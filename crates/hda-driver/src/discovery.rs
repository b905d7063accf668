//! Controller discovery
//!
//! Fast path: the canonical slot. Fallback: scan the whole bus for an Intel
//! multimedia audio controller and take the first one enumerated.

use crate::bus::{DeviceMatch, PciAddress, PciBus, PciDeviceHandle};
use crate::error::DiscoveryError;
use hda_chip::pcie::INTEL_VENDOR_ID;

/// Locate the HD-Audio controller and probe it.
///
/// A probe failure is logged and does not fail discovery; the returned
/// handle then has an empty region table.
///
/// # Errors
///
/// Returns `DiscoveryError::NotFound` if neither the canonical slot nor the
/// bus scan yields a controller, and `DiscoveryError::ScanFailed` if the bus
/// cannot be enumerated.
pub fn find_target_device<B: PciBus + ?Sized>(bus: &B) -> Result<PciDeviceHandle, DiscoveryError> {
    let canonical = PciAddress::canonical();

    let direct = match bus.device_at(canonical) {
        Ok(found) => found,
        Err(e) => {
            tracing::warn!("Lookup at {canonical} failed, falling back to bus scan: {e}");
            None
        }
    };

    if let Some(device) = &direct {
        tracing::info!(
            "Found device {:04x}:{:04x} at slot {:#x}",
            device.vendor_id(),
            device.device_id(),
            canonical.slot
        );
    }

    let mut device = match direct {
        Some(device) if device.vendor_id() == INTEL_VENDOR_ID => device,
        _ => scan(bus)?,
    };

    match bus.probe(&device) {
        Ok(regions) => device.set_regions(regions),
        Err(e) => tracing::warn!(
            "Fail to probe HDA controller at {}, error {}: {e}",
            device.address(),
            e.raw_os_error().unwrap_or(0)
        ),
    }

    Ok(device)
}

fn scan<B: PciBus + ?Sized>(bus: &B) -> Result<PciDeviceHandle, DiscoveryError> {
    let criteria = DeviceMatch::hda_controller();
    tracing::debug!("Scanning bus for {criteria:?}");

    let found = bus
        .find_matching(&criteria)
        .map_err(|source| DiscoveryError::ScanFailed { source })?;

    match found {
        Some(device) => {
            tracing::info!(
                "Found Intel HD-Audio controller: id {:x}, class {:x} @ {}",
                device.device_id(),
                device.class(),
                device.address()
            );
            Ok(device)
        }
        None => {
            tracing::error!("Couldn't find Intel HD-Audio controller");
            Err(DiscoveryError::NotFound)
        }
    }
}
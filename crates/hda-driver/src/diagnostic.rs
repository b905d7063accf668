//! Result tiers
//!
//! A [`Diagnostic`] wraps the outcome of a best-effort step: it is always
//! logged and never stops the pipeline. A [`Fatal`] result aborts the
//! pipeline and determines the exit code.

use crate::error::PipelineError;
use std::fmt;

/// Result of a step whose failure aborts the pipeline
pub type Fatal<T> = Result<T, PipelineError>;

/// Outcome of a best-effort step
#[derive(Debug)]
#[must_use = "diagnostics must be reported"]
pub struct Diagnostic<T, E> {
    what: &'static str,
    outcome: Result<T, E>,
}

impl<T, E: fmt::Display> Diagnostic<T, E> {
    /// Wrap the outcome of the step named `what`
    pub const fn new(what: &'static str, outcome: Result<T, E>) -> Self {
        Self { what, outcome }
    }

    /// Whether the step succeeded
    #[must_use]
    pub const fn is_ok(&self) -> bool {
        self.outcome.is_ok()
    }

    /// Borrow the outcome without reporting it
    pub const fn outcome(&self) -> &Result<T, E> {
        &self.outcome
    }

    /// Log the outcome and keep the value, if any
    pub fn report(self) -> Option<T> {
        match self.outcome {
            Ok(value) => {
                tracing::debug!("{}: ok", self.what);
                Some(value)
            }
            Err(e) => {
                tracing::warn!("{} failed (continuing): {e}", self.what);
                None
            }
        }
    }
}
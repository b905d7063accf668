//! Supported-platform gate

use crate::bus::PciDeviceHandle;
use crate::error::PlatformUnsupported;
use hda_chip::pcie::Platform;

/// Whether the located controller is on the supported list.
#[must_use]
pub fn is_supported(device: &PciDeviceHandle) -> bool {
    Platform::from_ids(device.vendor_id(), device.device_id()).is_supported()
}

/// Identify the platform, refusing anything unsupported.
///
/// # Errors
///
/// Returns `PlatformUnsupported` for any vendor/device pair other than
/// Broxton / Apollo Lake.
pub fn require_supported(device: &PciDeviceHandle) -> Result<Platform, PlatformUnsupported> {
    let platform = Platform::from_ids(device.vendor_id(), device.device_id());
    if platform.is_supported() {
        Ok(platform)
    } else {
        Err(PlatformUnsupported {
            vendor_id: device.vendor_id(),
            device_id: device.device_id(),
        })
    }
}
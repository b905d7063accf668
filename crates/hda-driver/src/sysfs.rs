//! Linux sysfs implementation of [`PciBus`]
//!
//! Reads identity from `/sys/bus/pci/devices/*/{vendor,device,class}`,
//! configuration space from `config`, the region table from `resource`, and
//! maps BARs through `resourceN`.

use crate::bus::{PciAddress, PciBus, PciDeviceHandle, RegionTable, ResourceEntry, BAR_COUNT};
use crate::error::DiscoveryError;
use std::fs::{File, OpenOptions};
use std::io;
use std::os::unix::fs::FileExt;
use std::path::{Path, PathBuf};

/// Default sysfs PCI bus root
pub const DEFAULT_SYSFS_ROOT: &str = "/sys/bus/pci";

/// PCI bus as exposed by sysfs
#[derive(Debug, Clone)]
pub struct SysfsBus {
    root: PathBuf,
}

impl SysfsBus {
    /// Open the system PCI bus at [`DEFAULT_SYSFS_ROOT`]
    ///
    /// # Errors
    ///
    /// Returns `DiscoveryError::SystemInitFailed` if the device tree is unreadable.
    pub fn init() -> Result<Self, DiscoveryError> {
        Self::with_root(DEFAULT_SYSFS_ROOT)
    }

    /// Open a PCI bus tree rooted at `root` (which contains `devices/`)
    ///
    /// # Errors
    ///
    /// Returns `DiscoveryError::SystemInitFailed` if `root/devices` is unreadable.
    pub fn with_root(root: impl Into<PathBuf>) -> Result<Self, DiscoveryError> {
        let root = root.into();
        let devices = root.join("devices");

        std::fs::read_dir(&devices).map_err(|e| {
            DiscoveryError::system_init_failed(format!("cannot read {}: {e}", devices.display()))
        })?;

        tracing::debug!("PCI bus at {}", root.display());
        Ok(Self { root })
    }

    /// Bus root path
    #[must_use]
    pub fn root(&self) -> &Path {
        &self.root
    }

    fn device_dir(&self, address: PciAddress) -> PathBuf {
        self.root.join("devices").join(address.to_string())
    }

    fn read_identity(&self, address: PciAddress) -> io::Result<PciDeviceHandle> {
        let dir = self.device_dir(address);

        let vendor_id = read_hex_sysfs(&dir.join("vendor"))?;
        let device_id = read_hex_sysfs(&dir.join("device"))?;
        let class = read_hex_sysfs(&dir.join("class"))?;

        let narrow = |v: u32, what: &str| {
            u16::try_from(v).map_err(|_| {
                io::Error::new(io::ErrorKind::InvalidData, format!("{what} {v:#x} out of range"))
            })
        };

        Ok(PciDeviceHandle::new(
            address,
            narrow(vendor_id, "vendor")?,
            narrow(device_id, "device")?,
            class & 0x00FF_FFFF,
        ))
    }
}

impl PciBus for SysfsBus {
    fn device_at(&self, address: PciAddress) -> io::Result<Option<PciDeviceHandle>> {
        if !self.device_dir(address).exists() {
            return Ok(None);
        }
        self.read_identity(address).map(Some)
    }

    fn devices(&self) -> io::Result<Vec<PciDeviceHandle>> {
        let mut addresses: Vec<PciAddress> = std::fs::read_dir(self.root.join("devices"))?
            .flatten()
            .filter_map(|entry| entry.file_name().to_str()?.parse().ok())
            .collect();

        // Sort to ensure consistent ordering
        addresses.sort();

        let mut devices = Vec::with_capacity(addresses.len());
        for address in addresses {
            match self.read_identity(address) {
                Ok(device) => devices.push(device),
                Err(e) => tracing::debug!("Skipping {address}: {e}"),
            }
        }

        Ok(devices)
    }

    fn probe(&self, device: &PciDeviceHandle) -> io::Result<RegionTable> {
        let dir = self.device_dir(device.address());

        // Config space must be readable, and agree with the identity files
        let id = self.read_config_u32(device, 0)?;
        let vendor = (id & 0xFFFF) as u16;
        if vendor != device.vendor_id() {
            return Err(io::Error::new(
                io::ErrorKind::InvalidData,
                format!(
                    "config space vendor {vendor:#06x} disagrees with sysfs {:#06x}",
                    device.vendor_id()
                ),
            ));
        }

        let content = std::fs::read_to_string(dir.join("resource"))?;
        let mut regions: RegionTable = [None; BAR_COUNT];
        for (slot, line) in regions.iter_mut().zip(content.lines()) {
            *slot = ResourceEntry::parse_line(line)?;
        }

        tracing::debug!(
            "Probed {}: {} region(s)",
            device.address(),
            regions.iter().flatten().count()
        );

        Ok(regions)
    }

    fn read_config_u32(&self, device: &PciDeviceHandle, offset: u16) -> io::Result<u32> {
        let file = File::open(self.device_dir(device.address()).join("config"))?;
        let mut word = [0u8; 4];
        file.read_exact_at(&mut word, u64::from(offset))?;
        Ok(u32::from_le_bytes(word))
    }

    fn write_config_u32(
        &self,
        device: &PciDeviceHandle,
        offset: u16,
        value: u32,
    ) -> io::Result<()> {
        let file = OpenOptions::new()
            .write(true)
            .open(self.device_dir(device.address()).join("config"))?;
        file.write_all_at(&value.to_le_bytes(), u64::from(offset))
    }

    fn open_resource(&self, device: &PciDeviceHandle, bar: u8) -> io::Result<File> {
        let path = self
            .device_dir(device.address())
            .join(format!("resource{bar}"));

        tracing::debug!("Opening {}", path.display());

        OpenOptions::new().read(true).write(true).open(path)
    }
}

/// Read a hexadecimal value from sysfs
fn read_hex_sysfs(path: &Path) -> io::Result<u32> {
    let content = std::fs::read_to_string(path)?;
    let trimmed = content.trim().trim_start_matches("0x");

    u32::from_str_radix(trimmed, 16).map_err(|e| {
        io::Error::new(
            io::ErrorKind::InvalidData,
            format!("Invalid hex value in {}: {e}", path.display()),
        )
    })
}

#[cfg(test)]
mod tests {
    use super::*;

    #[test]
    fn missing_root_fails_init() {
        let dir = tempfile::tempdir().unwrap();
        let err = SysfsBus::with_root(dir.path().join("nope")).unwrap_err();
        assert!(matches!(err, DiscoveryError::SystemInitFailed { .. }));
    }

    #[test]
    fn hex_sysfs_values() {
        let dir = tempfile::tempdir().unwrap();
        let path = dir.path().join("class");
        std::fs::write(&path, "0x040100\n").unwrap();
        assert_eq!(read_hex_sysfs(&path).unwrap(), 0x0401_00);

        std::fs::write(&path, "bogus\n").unwrap();
        assert!(read_hex_sysfs(&path).is_err());
    }

    #[test]
    fn enumeration_is_sorted_and_skips_non_devices() {
        let dir = tempfile::tempdir().unwrap();
        let devices = dir.path().join("devices");
        for (addr, vendor) in [("0000:00:1f.3", "0x8086"), ("0000:00:02.0", "0x8086")] {
            let d = devices.join(addr);
            std::fs::create_dir_all(&d).unwrap();
            std::fs::write(d.join("vendor"), vendor).unwrap();
            std::fs::write(d.join("device"), "0x1234").unwrap();
            std::fs::write(d.join("class"), "0x030000").unwrap();
        }
        // Not a device address
        std::fs::create_dir_all(devices.join("slots")).unwrap();
        // Device with unreadable identity
        std::fs::create_dir_all(devices.join("0000:00:03.0")).unwrap();

        let bus = SysfsBus::with_root(dir.path()).unwrap();
        let found: Vec<String> = bus
            .devices()
            .unwrap()
            .iter()
            .map(|d| d.address().to_string())
            .collect();
        assert_eq!(found, ["0000:00:02.0", "0000:00:1f.3"]);
    }
}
• • • •
◆ Task instructions ◆
Above this task is a listing. Restate, word for word and with nothing added, the lines from the one with "let mut devices" through the one with "let vendor = (id & 0xFFFF) as u16;".

◆ Problem solution ◆
        let mut devices = Vec::with_capacity(addresses.len());
        for address in addresses {
            match self.read_identity(address) {
                Ok(device) => devices.push(device),
                Err(e) => tracing::debug!("Skipping {address}: {e}"),
            }
        }

        Ok(devices)
    }

    fn probe(&self, device: &PciDeviceHandle) -> io::Result<RegionTable> {
        let dir = self.device_dir(device.address());

        // Config space must be readable, and agree with the identity files
        let id = self.read_config_u32(device, 0)?;
        let vendor = (id & 0xFFFF) as u16;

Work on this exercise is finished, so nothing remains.